Instructions to follow: Your answer should be every line from the records that contains "PerformanceOverview".

### Information supplied

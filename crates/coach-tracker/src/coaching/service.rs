use std::sync::Arc;

use chrono::NaiveDate;
use serde::{Deserialize, Serialize};
use tracing::{info, warn};
use uuid::Uuid;

use super::dashboard::DashboardSummary;
use super::domain::{
    Assessment, AssessmentId, Athlete, AthleteId, Competition, CompetitionId, DevelopmentPlan,
    MetricsDraft, ProgressRecord, SelfAssessment, TechnicalSkill,
};
use super::progress::{append_progress_entry, ProgressEntry, TrendPolicy, TrendReading};
use super::rating::{validate_rating, InvalidRatingError, Rating};
use super::repository::{CascadeSummary, CoachingRepository, RepositoryError, ResetSummary};
use super::scoring::{compute_overall_score, MetricsError, OverallScore, ScoreBand};

/// Roster fields supplied when registering an athlete.
#[derive(Debug, Clone, Default, PartialEq, Eq, Serialize, Deserialize)]
#[serde(rename_all = "camelCase", default)]
pub struct AthleteDraft {
    pub name: String,
    pub sport: String,
    pub position: String,
    pub age_grade: String,
    pub season: String,
    pub goals: String,
    pub profile_image: Option<String>,
}

/// Everything a coach enters in the assessment flow, before validation.
#[derive(Debug, Clone, PartialEq, Eq, Serialize, Deserialize)]
#[serde(rename_all = "camelCase")]
pub struct AssessmentDraft {
    pub athlete_id: AthleteId,
    pub date: NaiveDate,
    pub metrics: MetricsDraft,
    #[serde(default)]
    pub development_plan: DevelopmentPlan,
    #[serde(default)]
    pub notes: String,
    #[serde(default)]
    pub technical_skills: Vec<TechnicalSkill>,
    #[serde(default)]
    pub self_assessment: Option<SelfAssessment>,
}

/// Competition log input; the three game-day ratings are raw until validated.
#[derive(Debug, Clone, PartialEq, Eq, Serialize, Deserialize)]
#[serde(rename_all = "camelCase")]
pub struct CompetitionDraft {
    pub athlete_id: AthleteId,
    pub date: NaiveDate,
    pub opponent: String,
    pub result: String,
    #[serde(default)]
    pub playing_time: String,
    #[serde(default)]
    pub pre_competition_goals: Vec<String>,
    #[serde(default)]
    pub key_statistics: Vec<String>,
    #[serde(default)]
    pub highlight_moments: Vec<String>,
    #[serde(default)]
    pub challenge_areas: Vec<String>,
    pub mental_readiness: i64,
    pub execution_of_game_plan: i64,
    pub adaptability: i64,
    #[serde(default)]
    pub additional_observations: String,
}

/// Athlete performance page: latest score, full history and the current trend.
#[derive(Debug, Clone, PartialEq, Serialize)]
#[serde(rename_all = "camelCase")]
pub struct PerformanceOverview {
    pub athlete: Athlete,
    pub assessment_count: usize,
    #[serde(skip_serializing_if = "Option::is_none")]
    pub latest_assessment: Option<AssessmentId>,
    #[serde(skip_serializing_if = "Option::is_none")]
    pub latest_score: Option<OverallScore>,
    #[serde(skip_serializing_if = "Option::is_none")]
    pub latest_band: Option<ScoreBand>,
    #[serde(skip_serializing_if = "Option::is_none")]
    pub latest_percentage: Option<f64>,
    pub history: Vec<ProgressEntry>,
    pub trend: TrendReading,
}

/// Service composing the repository handle and the trend policy.
pub struct CoachingService<R> {
    repository: Arc<R>,
    policy: Arc<dyn TrendPolicy>,
}

impl<R> CoachingService<R>
where
    R: CoachingRepository + 'static,
{
    pub fn new(repository: Arc<R>, policy: Arc<dyn TrendPolicy>) -> Self {
        Self { repository, policy }
    }

    pub fn repository(&self) -> &Arc<R> {
        &self.repository
    }

    pub fn register_athlete(&self, draft: AthleteDraft) -> Result<Athlete, CoachingServiceError> {
        let name = draft.name.trim();
        if name.is_empty() {
            return Err(CoachingServiceError::MissingField("name"));
        }

        let athlete = Athlete {
            id: AthleteId(next_id()),
            name: name.to_string(),
            sport: draft.sport.trim().to_string(),
            position: draft.position.trim().to_string(),
            age_grade: draft.age_grade.trim().to_string(),
            season: draft.season.trim().to_string(),
            goals: draft.goals,
            profile_image: draft.profile_image,
        };

        self.repository.save_athlete(athlete.clone())?;
        info!(athlete_id = %athlete.id, name = %athlete.name, "athlete registered");
        Ok(athlete)
    }

    pub fn update_athlete(&self, athlete: Athlete) -> Result<Athlete, CoachingServiceError> {
        self.require_athlete(&athlete.id)?;
        self.repository.save_athlete(athlete.clone())?;
        Ok(athlete)
    }

    pub fn delete_athlete(&self, id: &AthleteId) -> Result<CascadeSummary, CoachingServiceError> {
        self.repository.delete_athlete(id).map_err(|err| match err {
            RepositoryError::NotFound => CoachingServiceError::AthleteNotFound(id.clone()),
            other => other.into(),
        })
    }

    /// Validate, score and persist a new assessment.
    ///
    /// The stored progress history holds the athlete's entries dated on or before this
    /// assessment, ending with its own, and the trend is classified over that history. A
    /// backdated assessment therefore never sees scores recorded after its date.
    pub fn record_assessment(
        &self,
        draft: AssessmentDraft,
    ) -> Result<Assessment, CoachingServiceError> {
        let id = AssessmentId(next_id());
        let assessment = self.build_assessment(id, draft)?;
        self.repository.save_assessment(assessment.clone())?;

        info!(
            assessment_id = %assessment.id,
            athlete_id = %assessment.athlete_id,
            score = assessment.progress_entry().overall_score.value(),
            trend = %assessment.progress.trend,
            "assessment recorded"
        );
        Ok(assessment)
    }

    /// Replace an existing assessment with a fresh draft. Its history is rebuilt from the other
    /// assessments of the (possibly new) athlete; nested competition entries are carried over.
    pub fn revise_assessment(
        &self,
        id: &AssessmentId,
        draft: AssessmentDraft,
    ) -> Result<Assessment, CoachingServiceError> {
        let existing = self
            .repository
            .get_assessment(id)?
            .ok_or_else(|| CoachingServiceError::AssessmentNotFound(id.clone()))?;

        let mut assessment = self.build_assessment(id.clone(), draft)?;
        assessment.competitions = existing.competitions;
        self.repository.save_assessment(assessment.clone())?;
        info!(assessment_id = %id, "assessment revised");
        Ok(assessment)
    }

    pub fn delete_assessment(&self, id: &AssessmentId) -> Result<(), CoachingServiceError> {
        self.repository
            .delete_assessment(id)
            .map_err(|err| match err {
                RepositoryError::NotFound => CoachingServiceError::AssessmentNotFound(id.clone()),
                other => other.into(),
            })
    }

    /// Current standing for an athlete, recomputed from stored metrics.
    pub fn performance_overview(
        &self,
        athlete_id: &AthleteId,
    ) -> Result<PerformanceOverview, CoachingServiceError> {
        let athlete = self.require_athlete(athlete_id)?;
        let assessments = self.repository.get_assessments_for_athlete(athlete_id)?;

        let history = assessments.iter().fold(Vec::new(), |history, assessment| {
            append_progress_entry(&history, assessment.progress_entry())
        });
        let trend = self.policy.classify(&history);

        let latest = assessments.last();
        let latest_score =
            latest.map(|assessment| compute_overall_score(&assessment.performance_metrics));

        Ok(PerformanceOverview {
            athlete,
            assessment_count: assessments.len(),
            latest_assessment: latest.map(|assessment| assessment.id.clone()),
            latest_score,
            latest_band: latest_score.map(OverallScore::band),
            latest_percentage: latest_score.map(OverallScore::percentage),
            history,
            trend,
        })
    }

    pub fn record_competition(
        &self,
        draft: CompetitionDraft,
    ) -> Result<Competition, CoachingServiceError> {
        self.require_athlete(&draft.athlete_id)?;

        let rating = |field: &'static str, value: i64| -> Result<Rating, CoachingServiceError> {
            validate_rating(value)
                .map_err(|source| CoachingServiceError::InvalidRating { field, source })
        };

        let competition = Competition {
            id: CompetitionId(next_id()),
            mental_readiness: rating("mentalReadiness", draft.mental_readiness)?,
            execution_of_game_plan: rating("executionOfGamePlan", draft.execution_of_game_plan)?,
            adaptability: rating("adaptability", draft.adaptability)?,
            athlete_id: draft.athlete_id,
            date: draft.date,
            opponent: draft.opponent.trim().to_string(),
            result: draft.result.trim().to_string(),
            playing_time: draft.playing_time,
            pre_competition_goals: draft.pre_competition_goals,
            key_statistics: draft.key_statistics,
            highlight_moments: draft.highlight_moments,
            challenge_areas: draft.challenge_areas,
            additional_observations: draft.additional_observations,
        };

        self.repository.save_competition(competition.clone())?;
        info!(
            competition_id = %competition.id,
            athlete_id = %competition.athlete_id,
            "competition recorded"
        );
        Ok(competition)
    }

    pub fn delete_competition(&self, id: &CompetitionId) -> Result<(), CoachingServiceError> {
        self.repository
            .delete_competition(id)
            .map_err(|err| match err {
                RepositoryError::NotFound => CoachingServiceError::CompetitionNotFound(id.clone()),
                other => other.into(),
            })
    }

    pub fn dashboard(&self, recent_limit: usize) -> Result<DashboardSummary, CoachingServiceError> {
        let athletes = self.repository.list_athletes()?;
        let assessments = self.repository.list_assessments()?;
        Ok(DashboardSummary::build(&athletes, &assessments, recent_limit))
    }

    /// Removes every athlete, assessment and competition.
    pub fn reset(&self) -> Result<ResetSummary, CoachingServiceError> {
        Ok(self.repository.clear_all()?)
    }

    fn require_athlete(&self, id: &AthleteId) -> Result<Athlete, CoachingServiceError> {
        self.repository
            .get_athlete(id)?
            .ok_or_else(|| CoachingServiceError::AthleteNotFound(id.clone()))
    }

    fn build_assessment(
        &self,
        id: AssessmentId,
        draft: AssessmentDraft,
    ) -> Result<Assessment, CoachingServiceError> {
        // Metrics are validated before anything is scored or read from storage.
        let metrics = draft.metrics.validate().inspect_err(|err| {
            warn!(athlete_id = %draft.athlete_id, error = %err, "assessment rejected");
        })?;
        self.require_athlete(&draft.athlete_id)?;

        let entry = ProgressEntry {
            date: draft.date,
            overall_score: compute_overall_score(&metrics),
            key_focus: draft.development_plan.key_focus(),
        };

        let prior = self
            .repository
            .get_assessments_for_athlete(&draft.athlete_id)?
            .into_iter()
            .filter(|assessment| assessment.id != id)
            .fold(Vec::new(), |history, assessment| {
                append_progress_entry(&history, assessment.progress_entry())
            });
        // Snapshot as of the assessment date: later entries belong to later assessments.
        let cutoff = prior.partition_point(|existing| existing.date <= draft.date);
        let history = append_progress_entry(&prior[..cutoff], entry);
        let trend = self.policy.classify(&history);

        Ok(Assessment {
            id,
            athlete_id: draft.athlete_id,
            date: draft.date,
            performance_metrics: metrics,
            development_plan: draft.development_plan,
            progress: ProgressRecord {
                history,
                trend,
                notes: draft.notes,
            },
            technical_skills: draft.technical_skills,
            self_assessment: draft.self_assessment,
            competitions: Vec::new(),
        })
    }
}

fn next_id() -> String {
    Uuid::new_v4().simple().to_string()
}

/// Error raised by the coaching service.
#[derive(Debug, thiserror::Error)]
pub enum CoachingServiceError {
    #[error(transparent)]
    Metrics(#[from] MetricsError),
    #[error("{field}: {source}")]
    InvalidRating {
        field: &'static str,
        #[source]
        source: InvalidRatingError,
    },
    #[error("{0} is required")]
    MissingField(&'static str),
    #[error("athlete '{0}' not found")]
    AthleteNotFound(AthleteId),
    #[error("assessment '{0}' not found")]
    AssessmentNotFound(AssessmentId),
    #[error("competition '{0}' not found")]
    CompetitionNotFound(CompetitionId),
    #[error(transparent)]
    Repository(#[from] RepositoryError),
}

######

Final answer:
pub struct PerformanceOverview {
    ) -> Result<PerformanceOverview, CoachingServiceError> {
        Ok(PerformanceOverview {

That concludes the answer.